* What to do *
Starting at the line that contains "invalid layout error", return every line through the end of the entries below, exactly and with nothing else.

[Stored items]
>>>
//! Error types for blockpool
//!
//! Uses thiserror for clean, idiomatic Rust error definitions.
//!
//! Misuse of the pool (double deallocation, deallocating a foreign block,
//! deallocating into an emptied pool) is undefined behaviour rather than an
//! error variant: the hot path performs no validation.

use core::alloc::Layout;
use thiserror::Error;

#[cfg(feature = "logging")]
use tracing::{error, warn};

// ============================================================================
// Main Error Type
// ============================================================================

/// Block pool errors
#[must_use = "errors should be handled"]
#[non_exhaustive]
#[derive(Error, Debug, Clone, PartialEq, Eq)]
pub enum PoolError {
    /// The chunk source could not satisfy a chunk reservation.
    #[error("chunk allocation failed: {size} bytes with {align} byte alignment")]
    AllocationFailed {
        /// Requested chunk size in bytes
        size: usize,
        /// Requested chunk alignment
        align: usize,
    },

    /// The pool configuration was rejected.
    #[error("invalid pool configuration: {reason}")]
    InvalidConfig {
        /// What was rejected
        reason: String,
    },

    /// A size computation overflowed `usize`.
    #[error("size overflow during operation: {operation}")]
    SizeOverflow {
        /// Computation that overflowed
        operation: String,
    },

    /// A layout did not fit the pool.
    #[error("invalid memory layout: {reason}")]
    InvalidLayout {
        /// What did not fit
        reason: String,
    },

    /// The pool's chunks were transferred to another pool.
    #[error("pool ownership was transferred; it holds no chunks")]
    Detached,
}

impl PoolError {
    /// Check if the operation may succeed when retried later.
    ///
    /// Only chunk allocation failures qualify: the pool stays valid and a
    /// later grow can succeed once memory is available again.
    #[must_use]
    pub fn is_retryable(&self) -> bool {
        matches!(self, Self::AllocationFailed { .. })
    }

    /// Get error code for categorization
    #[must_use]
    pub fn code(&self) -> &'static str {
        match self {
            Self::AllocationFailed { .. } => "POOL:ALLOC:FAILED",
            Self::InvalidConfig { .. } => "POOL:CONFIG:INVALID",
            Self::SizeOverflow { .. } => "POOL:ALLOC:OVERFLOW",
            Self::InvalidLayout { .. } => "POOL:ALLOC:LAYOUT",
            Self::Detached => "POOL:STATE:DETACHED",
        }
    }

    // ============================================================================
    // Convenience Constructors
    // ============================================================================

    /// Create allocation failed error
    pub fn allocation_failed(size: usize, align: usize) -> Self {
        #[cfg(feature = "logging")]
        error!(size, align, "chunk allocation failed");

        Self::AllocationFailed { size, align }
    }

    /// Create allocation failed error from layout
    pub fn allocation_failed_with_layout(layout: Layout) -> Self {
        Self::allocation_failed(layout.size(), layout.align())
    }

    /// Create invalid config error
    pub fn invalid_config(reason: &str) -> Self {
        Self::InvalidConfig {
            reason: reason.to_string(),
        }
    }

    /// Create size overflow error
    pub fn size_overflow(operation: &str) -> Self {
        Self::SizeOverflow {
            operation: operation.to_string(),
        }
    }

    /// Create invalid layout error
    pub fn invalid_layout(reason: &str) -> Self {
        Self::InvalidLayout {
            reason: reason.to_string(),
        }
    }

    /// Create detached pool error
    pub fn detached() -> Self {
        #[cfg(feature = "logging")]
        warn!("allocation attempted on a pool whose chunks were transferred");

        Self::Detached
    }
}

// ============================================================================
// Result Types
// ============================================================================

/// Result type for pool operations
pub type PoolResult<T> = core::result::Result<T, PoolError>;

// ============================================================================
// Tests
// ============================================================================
<<<
* Result *
    /// Create invalid layout error
    pub fn invalid_layout(reason: &str) -> Self {
        Self::InvalidLayout {
            reason: reason.to_string(),
        }
    }

    /// Create detached pool error
    pub fn detached() -> Self {
        #[cfg(feature = "logging")]
        warn!("allocation attempted on a pool whose chunks were transferred");

        Self::Detached
    }
}

// ============================================================================
// Result Types
// ============================================================================

/// Result type for pool operations
pub type PoolResult<T> = core::result::Result<T, PoolError>;

// ============================================================================
// Tests
// ============================================================================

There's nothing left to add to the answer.